2022’de Kovid nedeniyle hayata veda eden büyük İspanyol yazar Javier Marías’ın son romanı Tomás Nevinson, ne 528 sayfalık hacmi ne de yazara özgü uzun cümleleriyle göz korkutmasın. Alabildiğine sürükleyici kitap, yalnız bir casusluk hikayesi değil, aynı zamanda güçlü bir felsefi tartışma.
HÜLYA AVTAN/KitapSanat
Nobel Edebiyat Ödülü’ne layık görülmesi en meselesi olarak görülen Javier Marías, Eylül 2022’de hayatını kaybettiğinde dünya edebiyatı yalnızca bir romancı’yı değil, aynı zamanda bir düşünce insanını da kaybetti.
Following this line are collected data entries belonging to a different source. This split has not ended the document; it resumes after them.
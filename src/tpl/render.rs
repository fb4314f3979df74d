use crate::error::Result;
use crate::tpl::render_context::Context;
use std::ops::Range;

const TAG_OPEN: &str = "{{";
const TAG_CLOSE: &str = "}}";
const PREDEFINED_OPEN: &str = "{{#";
const VALUES_OPEN: &str = "=[";
const DELIMITER_CLAUSE: &str = "delimiter=[";
const CLAUSE_END: &str = "]}}";

/// Runs both substitution passes over one unit of text.
pub(crate) fn substitute(text: &str, ctx: &Context) -> Result<String> {
    let text = replace_tags(text, ctx)?;
    Ok(replace_predefined(&text, ctx))
}

/// Replaces every plain `{{TAG}}` with its stringified value.
pub(crate) fn replace_tags(text: &str, ctx: &Context) -> Result<String> {
    let tag_char = ctx.options().tag_char;
    let mut out = String::with_capacity(text.len());
    let mut rest = text;

    while let Some(start) = rest.find(TAG_OPEN) {
        out.push_str(&rest[..start]);
        let after = &rest[start + TAG_OPEN.len()..];
        let tag_len = after.find(|c: char| !tag_char(c)).unwrap_or(after.len());

        if after[tag_len..].starts_with(TAG_CLOSE) {
            out.push_str(&ctx.resolve(&after[..tag_len])?);
            rest = &after[tag_len + TAG_CLOSE.len()..];
        } else {
            // Not a tag here; a tag may still start on the next brace.
            out.push('{');
            rest = &rest[start + 1..];
        }
    }
    out.push_str(rest);
    Ok(out)
}

struct PredefinedMatch {
    end: usize,
    tag: Range<usize>,
    values: Range<usize>,
    delimiter: Option<Range<usize>>,
}

/// Replaces every `{{#TAG=[V0|V1|…] delimiter=[D]}}` with the option picked by
/// the integer value of `TAG`, or the first option when there is no such index.
pub(crate) fn replace_predefined(text: &str, ctx: &Context) -> String {
    let closers = Closers::scan(text);
    let mut out = String::with_capacity(text.len());
    let mut copied = 0;
    let mut pos = 0;

    while let Some(offset) = text[pos..].find(PREDEFINED_OPEN) {
        let start = pos + offset;
        match match_predefined(text, start, ctx.options().tag_char, &closers) {
            Some(m) => {
                out.push_str(&text[copied..start]);
                out.push_str(select_option(text, &m, ctx));
                copied = m.end;
                pos = m.end;
            }
            None => pos = start + 1,
        }
    }
    out.push_str(&text[copied..]);
    out
}

fn select_option<'t>(text: &'t str, m: &PredefinedMatch, ctx: &Context) -> &'t str {
    let delimiter = match &m.delimiter {
        Some(range) => &text[range.clone()],
        None => ctx.options().default_delimiter.as_str(),
    };
    let options: Vec<&str> = text[m.values.clone()].split(delimiter).collect();
    ctx.index(&text[m.tag.clone()])
        .and_then(|i| options.get(i))
        .or_else(|| options.first())
        .copied()
        .unwrap_or_default()
}

/// Every `]` of one text that the rest of a predefined marker can follow.
///
/// Whether a `]` closes an option list does not depend on where the marker
/// opened, so one pass over the text answers it for every opening.
struct Closers {
    positions: Vec<usize>,
}

impl Closers {
    fn scan(text: &str) -> Self {
        let last_clause_end = text.rfind(CLAUSE_END);
        let positions = text
            .match_indices(']')
            .map(|(at, _)| at)
            .filter(|&at| tail_fits(text, at + 1, last_clause_end))
            .collect();
        Self { positions }
    }

    /// First usable `]` at or after `from`.
    fn first_from(&self, from: usize) -> Option<usize> {
        let i = self.positions.partition_point(|&at| at < from);
        self.positions.get(i).copied()
    }
}

fn tail_fits(text: &str, pos: usize, last_clause_end: Option<usize>) -> bool {
    clause_fits(text, pos, last_clause_end)
        || text
            .as_bytes()
            .get(pos)
            .is_some_and(|&b| is_space(b) && clause_fits(text, pos + 1, last_clause_end))
}

fn clause_fits(text: &str, pos: usize, last_clause_end: Option<usize>) -> bool {
    let rest = &text[pos..];
    rest.starts_with(TAG_CLOSE)
        || (rest.starts_with(DELIMITER_CLAUSE)
            && last_clause_end.is_some_and(|at| at > pos + DELIMITER_CLAUSE.len()))
}

/// Matches one predefined tag opening at `start`.
///
/// The option list is the shortest run (at least one character) ending in a `]`
/// that can be followed by the rest of the marker: `}}`, or an optional
/// whitespace character and a `delimiter=[D]}}` clause.
fn match_predefined(
    text: &str,
    start: usize,
    tag_char: fn(char) -> bool,
    closers: &Closers,
) -> Option<PredefinedMatch> {
    let tag_start = start + PREDEFINED_OPEN.len();
    let tag_len = text[tag_start..]
        .find(|c: char| !tag_char(c))
        .unwrap_or(text.len() - tag_start);
    if tag_len == 0 {
        return None;
    }
    let tag_end = tag_start + tag_len;
    if !text[tag_end..].starts_with(VALUES_OPEN) {
        return None;
    }

    let values_start = tag_end + VALUES_OPEN.len();
    let values_end = closers.first_from(values_start + 1)?;
    let (end, delimiter) = match_tail(text, values_end + 1)?;
    Some(PredefinedMatch {
        end,
        tag: tag_start..tag_end,
        values: values_start..values_end,
        delimiter,
    })
}

/// Everything after the option list's `]`.
fn match_tail(text: &str, pos: usize) -> Option<(usize, Option<Range<usize>>)> {
    match_clause(text, pos).or_else(|| {
        let next = *text.as_bytes().get(pos)?;
        if is_space(next) {
            match_clause(text, pos + 1)
        } else {
            None
        }
    })
}

fn match_clause(text: &str, pos: usize) -> Option<(usize, Option<Range<usize>>)> {
    let rest = &text[pos..];
    if rest.starts_with(TAG_CLOSE) {
        return Some((pos + TAG_CLOSE.len(), None));
    }
    if !rest.starts_with(DELIMITER_CLAUSE) {
        return None;
    }

    let delimiter_start = pos + DELIMITER_CLAUSE.len();
    let search_from = delimiter_start + text[delimiter_start..].chars().next()?.len_utf8();
    let delimiter_end = search_from + text[search_from..].find(CLAUSE_END)?;
    Some((
        delimiter_end + CLAUSE_END.len(),
        Some(delimiter_start..delimiter_end),
    ))
}

fn is_space(b: u8) -> bool {
    matches!(b, b' ' | b'\t' | b'\n' | b'\x0B' | b'\x0C' | b'\r')
}

#[cfg(test)]
mod tests {
    use super::*;
    use crate::data;
    use crate::models::options::TemplaterOptions;
    use crate::values::value::Data;
    use std::time::{Duration, Instant};

    fn run(text: &str, data: &Data) -> String {
        let options = TemplaterOptions::default();
        substitute(text, &Context::new(data, &options)).unwrap()
    }

    #[test]
    fn test_plain_tags() {
        let data = data! { "greeting" => "Hello", "name" => "John" };
        assert_eq!(run("{{greeting}}, {{name}}!", &data), "Hello, John!");
    }

    #[test]
    fn test_plain_tag_edge_cases() {
        let data = data! { "a" => "A", "list" => vec!["x", "y"] };
        assert_eq!(run("[{{}}][{{missing}}]", &data), "[][]");
        assert_eq!(run("{{{a}}}", &data), "{A}");
        assert_eq!(run("{{ a }} {{a.b}}", &data), "{{ a }} {{a.b}}");
        assert_eq!(run("{{list}}", &data), "xy");
        assert_eq!(run("unclosed {{a", &data), "unclosed {{a");
    }

    #[test]
    fn test_predefined_tags() {
        let tpl = "{{#class=[zero|one|two|three]}}";
        assert_eq!(run(tpl, &data! { "class" => 2 }), "two");
        assert_eq!(run(tpl, &data! { "class" => 10 }), "zero");
        assert_eq!(run(tpl, &data! { "class" => "1" }), "one");
        assert_eq!(run(tpl, &data! { "class" => -1 }), "zero");
        assert_eq!(run(tpl, &Data::new()), "zero");
    }

    #[test]
    fn test_predefined_custom_delimiter() {
        let data = data! { "id" => 1 };
        assert_eq!(run("{{#id=[*foo*bar] delimiter=[*]}}", &data), "foo");
        assert_eq!(run("{{#id=[a;;b]delimiter=[;;]}}", &data), "b");
        assert_eq!(run("{{#id=[a|b]\tdelimiter=[,]}}", &data), "a|b");
    }

    #[test]
    fn test_predefined_runs_after_plain_tags() {
        let data = data! { "opts" => "x|y", "pick" => 1 };
        assert_eq!(run("{{#pick=[{{opts}}]}}", &data), "y");
    }

    #[test]
    fn test_predefined_malformed_left_alone() {
        let data = data! { "a" => 1 };
        assert_eq!(run("{{#=[x|y]}}", &data), "{{#=[x|y]}}");
        assert_eq!(run("{{#a=[]}}", &data), "{{#a=[]}}");
        assert_eq!(run("{{#a=[x|y]  }}", &data), "{{#a=[x|y]  }}");
    }

    #[test]
    fn test_predefined_single_space_before_close() {
        assert_eq!(run("{{#a=[x|y] }}", &data! { "a" => 1 }), "y");
    }

    #[test]
    fn test_predefined_option_list_may_contain_brackets() {
        let data = data! { "a" => 1 };
        assert_eq!(run("{{#a=[x]|[y]}}", &data), "[y");
    }

    #[test]
    fn test_unterminated_clauses_scan_in_linear_time() {
        let data = data! { "a" => 1 };
        let text = "{{#a=[x]delimiter=[".repeat(4000);

        let started = Instant::now();
        assert_eq!(run(&text, &data), text);
        assert_eq!(run(&format!("{text}]}}}}"), &data), "x");
        assert_eq!(run(&format!("{text} }}}}"), &data), format!("{text} }}}}"));
        assert!(started.elapsed() < Duration::from_secs(2));
    }

    #[test]
    fn test_delimiter_clause_picks_first_terminator() {
        let data = data! { "a" => 1 };
        assert_eq!(run("{{#a=[x;y] delimiter=[;]}}]}}", &data), "y]}}");
        assert_eq!(run("{{#a=[xéy] delimiter=[é]}}", &data), "y");
    }

    #[test]
    fn test_configured_default_delimiter() {
        let options = TemplaterOptions::new().default_delimiter(",");
        let data = data! { "a" => 1 };
        let out = substitute("{{#a=[x,y]}}", &Context::new(&data, &options)).unwrap();
        assert_eq!(out, "y");
    }
}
Kovid kaynaklı zatürree nedeniyle aramızdan ayrılan Marías’ın İspanyolca aslını 2020 sonbaharında tamamladığı Tomás Nevinson, sadece karantina döneminin ürünü değil, aynı zamanda yazarın yıllar içinde inşa ettiği edebi yapının da son halkası. Tıpkı önceki romanlarında olduğu gibi, burada da entelektüel derinlik, zarif bir mizah ve içtenlik hâkim. Saliha Nilüfer’in hayli özenli çevirisiyle yayımlanan kitabın ne hacmi ne de Marías’a özgü uzun cümleleri göz korkutmasın. Alabildiğine sürükleyici kitap, yalnız bir casusluk hikayesi değil, aynı zamanda güçlü bir felsefi tartışma.
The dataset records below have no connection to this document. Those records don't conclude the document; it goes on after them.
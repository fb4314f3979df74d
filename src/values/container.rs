use crate::error::Result;
use crate::tpl::render_context::BlockResolver;
use crate::values::value::{Data, Value};
use tracing::debug;

/// Schema key holding the block name in [`Container::to_sequence`] output.
pub const BLOCK_KEY: &str = "block";
/// Schema key holding the text literal or the block data.
pub const DATA_KEY: &str = "data";

#[derive(Debug, Clone, PartialEq)]
pub enum Entry {
    Text(String),
    Block { name: String, data: Data },
}

/// Ordered builder of literal text and named block instances.
///
/// A container only describes *what* to render. Expanding its block entries needs
/// the block templates of the template being rendered, which are supplied at
/// render time through a [`BlockResolver`]. Containers nested in block data are
/// kept as they are and resolved lazily.
///
/// ```
/// use anatomy::{data, render, Container};
///
/// let people = Container::new()
///     .add_block("person", data! { "name" => "Alice" })
///     .add_block("person", data! { "name" => "Bob" });
///
/// let out = render(
///     "<ul>{{people}}</ul>[[#person]]<li>{{name}}</li>[[/person]]",
///     &data! { "people" => people },
/// )
/// .unwrap();
/// assert_eq!(out, "<ul><li>Alice</li><li>Bob</li></ul>");
/// ```
#[derive(Debug, Clone, Default, PartialEq)]
pub struct Container {
    entries: Vec<Entry>,
}

impl Container {
    pub fn new() -> Self {
        Self::default()
    }

    pub fn add_text(mut self, text: impl Into<String>) -> Self {
        self.entries.push(Entry::Text(text.into()));
        self
    }

    pub fn add_block(mut self, name: impl Into<String>, data: Data) -> Self {
        self.entries.push(Entry::Block {
            name: name.into(),
            data,
        });
        self
    }

    pub fn entries(&self) -> &[Entry] {
        &self.entries
    }

    pub fn iter(&self) -> std::slice::Iter<'_, Entry> {
        self.entries.iter()
    }

    pub fn len(&self) -> usize {
        self.entries.len()
    }

    pub fn is_empty(&self) -> bool {
        self.entries.is_empty()
    }

    /// Plain representation of the entries, nested containers included.
    ///
    /// Each entry becomes a map with a `block` key (omitted for text and for an
    /// empty name) and a `data` key (omitted when the text or data is empty).
    pub fn to_sequence(&self) -> Vec<Value> {
        self.entries.iter().map(entry_schema).collect()
    }

    /// Stringifies the container. Without a resolver the result is empty.
    pub fn render(&self, resolver: Option<&dyn BlockResolver>) -> Result<String> {
        match resolver {
            Some(resolver) => resolver.render_container(self),
            None => {
                debug!(
                    entries = self.entries.len(),
                    "container rendered without a context"
                );
                Ok(String::new())
            }
        }
    }
}

impl<'a> IntoIterator for &'a Container {
    type Item = &'a Entry;
    type IntoIter = std::slice::Iter<'a, Entry>;

    fn into_iter(self) -> Self::IntoIter {
        self.entries.iter()
    }
}

fn entry_schema(entry: &Entry) -> Value {
    let mut schema = Data::new();
    match entry {
        Entry::Text(text) => {
            if !text.is_empty() {
                schema.insert(DATA_KEY.to_string(), Value::Str(text.clone()));
            }
        }
        Entry::Block { name, data } => {
            if !name.is_empty() {
                schema.insert(BLOCK_KEY.to_string(), Value::Str(name.clone()));
            }
            if !data.is_empty() {
                let data = data
                    .iter()
                    .map(|(key, value)| (key.clone(), plain(value)))
                    .collect();
                schema.insert(DATA_KEY.to_string(), Value::Map(data));
            }
        }
    }
    Value::Map(schema)
}

/// Replaces containers with their sequence, wherever they sit in `value`.
fn plain(value: &Value) -> Value {
    match value {
        Value::Container(inner) => Value::List(inner.to_sequence()),
        Value::List(items) => Value::List(items.iter().map(plain).collect()),
        Value::Map(map) => Value::Map(
            map.iter()
                .map(|(key, value)| (key.clone(), plain(value)))
                .collect(),
        ),
        other => other.clone(),
    }
}

#[cfg(test)]
mod tests {
    use super::*;
    use crate::data;

    struct Echo;

    impl BlockResolver for Echo {
        fn render_container(&self, container: &Container) -> Result<String> {
            Ok(format!("{} entries", container.len()))
        }
    }

    #[test]
    fn test_append_keeps_order() {
        let container = Container::new()
            .add_text("a")
            .add_block("b", Data::new())
            .add_text("c");
        assert_eq!(container.len(), 3);
        assert_eq!(container.entries()[0], Entry::Text("a".into()));
        assert!(matches!(&container.entries()[1], Entry::Block { name, .. } if name == "b"));
        assert_eq!(container.entries()[2], Entry::Text("c".into()));
    }

    #[test]
    fn test_schema_omits_empty_parts() {
        let container = Container::new().add_text("").add_block("only_name", Data::new());
        let sequence = container.to_sequence();
        assert_eq!(sequence[0], Value::Map(Data::new()));
        assert_eq!(
            sequence[1],
            Value::Map(data! { BLOCK_KEY => "only_name" })
        );
    }

    #[test]
    fn test_schema_reaches_containers_inside_lists_and_maps() {
        let inner = Container::new().add_text("t");
        let container = Container::new().add_block(
            "b",
            data! {
                "list" => vec![Value::from(inner.clone())],
                "map" => data! { "deep" => inner },
            },
        );
        let text = Value::Map(data! { DATA_KEY => "t" });
        assert_eq!(
            container.to_sequence(),
            vec![Value::Map(data! {
                BLOCK_KEY => "b",
                DATA_KEY => data! {
                    "list" => vec![Value::List(vec![text.clone()])],
                    "map" => data! { "deep" => vec![text] },
                },
            })]
        );
    }

    #[test]
    fn test_render_delegates_to_resolver() {
        let container = Container::new().add_text("x").add_text("y");
        assert_eq!(container.render(Some(&Echo)).unwrap(), "2 entries");
        assert_eq!(container.render(None).unwrap(), "");
    }
}
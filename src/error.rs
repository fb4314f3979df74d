use thiserror::Error;

/// Errors that can occur while preparing data for or rendering a template.
///
/// Missing or malformed substitution data is never an error: unknown tags render
/// empty, out-of-range predefined indexes fall back to the first option. Only
/// shape violations and exhausted recursion ceilings are reported.
#[derive(Error, Debug, Clone, PartialEq)]
pub enum TemplateError {
    #[error("Nesting depth exceeds the configured limit of {limit}")]
    DepthExceeded { limit: usize },
    #[error("Invalid data: {0}")]
    InvalidData(String),
    #[error("Serialization error: {0}")]
    Serialize(String),
    #[error("Invalid options: {0}")]
    InvalidOptions(String),
}

impl serde::ser::Error for TemplateError {
    fn custom<T: std::fmt::Display>(msg: T) -> Self {
        TemplateError::Serialize(msg.to_string())
    }
}

/// Result type for template operations
pub type Result<T> = std::result::Result<T, TemplateError>;
use crate::error::{Result, TemplateError};

pub const DEFAULT_DELIMITER: &str = "|";
pub const DEFAULT_MAX_DEPTH: usize = 64;

/// Default tag-name character class: `[A-Za-z0-9_-]`.
pub fn is_tag_char(c: char) -> bool {
    c.is_ascii_alphanumeric() || c == '_' || c == '-'
}

/// Rendering configuration, passed explicitly to every [`Templater`](crate::Templater).
#[derive(Debug, Clone)]
pub struct TemplaterOptions {
    /// Delimiter used by predefined tags without a `delimiter=[..]` clause.
    pub default_delimiter: String,
    /// Ceiling for block nesting in templates and Container nesting in data.
    pub max_depth: usize,
    /// Character class of tag names.
    pub tag_char: fn(char) -> bool,
}

impl Default for TemplaterOptions {
    fn default() -> Self {
        TemplaterOptions {
            default_delimiter: DEFAULT_DELIMITER.to_string(),
            max_depth: DEFAULT_MAX_DEPTH,
            tag_char: is_tag_char,
        }
    }
}

impl TemplaterOptions {
    pub fn new() -> Self {
        Self::default()
    }

    pub fn default_delimiter(mut self, delimiter: impl Into<String>) -> Self {
        self.default_delimiter = delimiter.into();
        self
    }

    pub fn max_depth(mut self, max_depth: usize) -> Self {
        self.max_depth = max_depth;
        self
    }

    pub fn tag_char(mut self, tag_char: fn(char) -> bool) -> Self {
        self.tag_char = tag_char;
        self
    }

    pub fn validate(&self) -> Result<()> {
        if self.default_delimiter.is_empty() {
            return Err(TemplateError::InvalidOptions(
                "default delimiter must not be empty".into(),
            ));
        }
        if self.max_depth == 0 {
            return Err(TemplateError::InvalidOptions(
                "max depth must be at least 1".into(),
            ));
        }
        Ok(())
    }
}
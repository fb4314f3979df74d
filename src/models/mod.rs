pub mod options;
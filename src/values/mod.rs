pub mod container;
pub mod serializer;
pub mod value;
Marías’ın deneyimli okurları Tomás’ın bir önceki romanı Berta Isla’dan hatırlayacaktır; ancak baştan belirtelim bu asla bir devam romanı değil. Aksine, Marías’la ilk kez tanışacaklar için mükemmel bir başlangıç. Artık kırklı yaşlarında olan emekli MI6 ajanı Tomás, Madrid’de dönmüş, istihbarattan ayrılmış, Berta’dan boşanmış ama iki çocuğuna yakın bir yerde yaşamaktadır. Yıllarca süren gizli hayatın ardından ilişkilerini yeniden kurmaya çalışırken tanırız onu.
Daha ilk cümlesiyle okurunu Tomás’ın zihnine buyur eden kitap serbest çağrışımlarla Marie-Antoinette, Anne Boleyn ve Jeanne d’Arc’ın idamları, ardından Hitler’in öldürülmesine dair ihtimalleri konu alan iki hikayeyle açılıyor. Tüm bu tarihsel göndermeler, eski patronu Bertram Tupra’nın Tomás’ı son bir görev için sahaya çağırmasıyla gelişecek olaylara dair ipuçları.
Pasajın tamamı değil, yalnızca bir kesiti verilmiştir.